Students affiliation
Young, A. A., Millard, T., & Kneale, M. M. (2013). Enhancing school counselor instructional leadership through collaborative teaming: Implications for principals. NASSP Bulletin, 97(3), 253-269.
It emphasizes that best instructional practices are useful when working collectively with all stakeholders. The article highlights the combined importance of purposeful collaborative configurations and a good school example to show the framework. The purpose of this article is to bring a productive framework for improving school counselors on board. This article is different because it provides the four types of collaborative confirmation, and a school sample is given.

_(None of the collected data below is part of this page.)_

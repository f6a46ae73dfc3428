//! Router configuration for the cover API.
//!
//! # Route Structure
//!
//! ```text
//! /health/live     GET     - Health check (public)
//! /                POST    - Upload a cover (token required)
//! /{filename}      DELETE  - Delete a cover (token required)
//! ```
//!
//! # Example
//!
//! ```ignore
//! use cover_store::server::routes::{create_router, RouterConfig};
//! use cover_store::storage::FsTierStore;
//!
//! let store = FsTierStore::new("/var/lib/covers");
//! store.ensure_dirs().await?;
//!
//! let router = create_router(store, RouterConfig::new("my-secret-key"));
//!
//! let listener = tokio::net::TcpListener::bind("0.0.0.0:8081").await?;
//! axum::serve(listener, router).await?;
//! ```

use axum::{
    extract::DefaultBodyLimit,
    middleware,
    routing::{delete, get, post},
    Router,
};
use tower_http::trace::TraceLayer;

use super::auth::{token_middleware, TokenAuth};
use super::handlers::{
    delete_handler, health_handler, upload_handler, AppState, DEFAULT_MAX_FILE_SIZE,
};
use crate::storage::TierStore;

/// Room left in the request body limit for multipart boundaries, part
/// headers and small non-file fields.
pub const MULTIPART_OVERHEAD: usize = 64 * 1024;

/// Public liveness route.
pub const HEALTH_PATH: &str = "/health/live";

// =============================================================================
// Router Configuration
// =============================================================================

/// Configuration for the HTTP router.
#[derive(Clone)]
pub struct RouterConfig {
    /// Shared secret expected in the `x-upload-token` header
    pub api_key: String,

    /// Upload cap in bytes for the file part
    pub max_file_size: usize,

    /// Whether to enable request tracing
    pub enable_tracing: bool,
}

impl std::fmt::Debug for RouterConfig {
    fn fmt(&self, f: &mut std::fmt::Formatter<'_>) -> std::fmt::Result {
        f.debug_struct("RouterConfig")
            .field("max_file_size", &self.max_file_size)
            .field("enable_tracing", &self.enable_tracing)
            .finish_non_exhaustive()
    }
}

impl RouterConfig {
    /// Create a new router configuration with the given shared secret.
    ///
    /// By default:
    /// - Uploads are capped at 10,000,000 bytes
    /// - Tracing is enabled
    pub fn new(api_key: impl Into<String>) -> Self {
        Self {
            api_key: api_key.into(),
            max_file_size: DEFAULT_MAX_FILE_SIZE,
            enable_tracing: true,
        }
    }

    /// Set the upload cap in bytes.
    pub fn with_max_file_size(mut self, bytes: usize) -> Self {
        self.max_file_size = bytes;
        self
    }

    /// Enable or disable request tracing.
    pub fn with_tracing(mut self, enabled: bool) -> Self {
        self.enable_tracing = enabled;
        self
    }

    /// Transport-level request body limit for uploads.
    pub fn body_limit(&self) -> usize {
        self.max_file_size.saturating_add(MULTIPART_OVERHEAD)
    }
}

// =============================================================================
// Router Builder
// =============================================================================

/// Create the main application router.
///
/// Cover routes sit behind the token middleware. The health check is public
/// and lives under two segments so no cover filename can collide with it.
pub fn create_router<S>(store: S, config: RouterConfig) -> Router
where
    S: TierStore + 'static,
{
    let app_state = AppState::with_max_file_size(store, config.max_file_size);
    let auth = TokenAuth::new(&config.api_key);

    // Auth is layered on the cover routes only, and runs before any body
    // extractor
    let cover_routes = Router::new()
        .route(
            "/",
            post(upload_handler::<S>).layer(DefaultBodyLimit::max(config.body_limit())),
        )
        .route("/{filename}", delete(delete_handler::<S>))
        .with_state(app_state)
        .layer(middleware::from_fn_with_state(auth, token_middleware));

    let router = Router::new()
        .route(HEALTH_PATH, get(health_handler))
        .merge(cover_routes);

    if config.enable_tracing {
        router.layer(TraceLayer::new_for_http())
    } else {
        router
    }
}

// =============================================================================
// Tests
// =============================================================================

This article’s strength introduces a useful framework for coming up with school counselor leadership by implementing a school counselor collaborative team. The weakness of this was that it emphasized and dealt with effectively when stakeholders are working collaborate. It does not touch on effectiveness when stakeholders are not working collectively.
The article is essential to this unit because it improves students’ achievements and highlights instructors’ importance in giving students better results. We get to know the impact of intentional collective school counseling.
Erdener, M. A. (2016). Principals’ and Teachers’ Practices about Parent Involvement in Schooling. Universal Journal of Educational Research, 4(n12A), 151-159.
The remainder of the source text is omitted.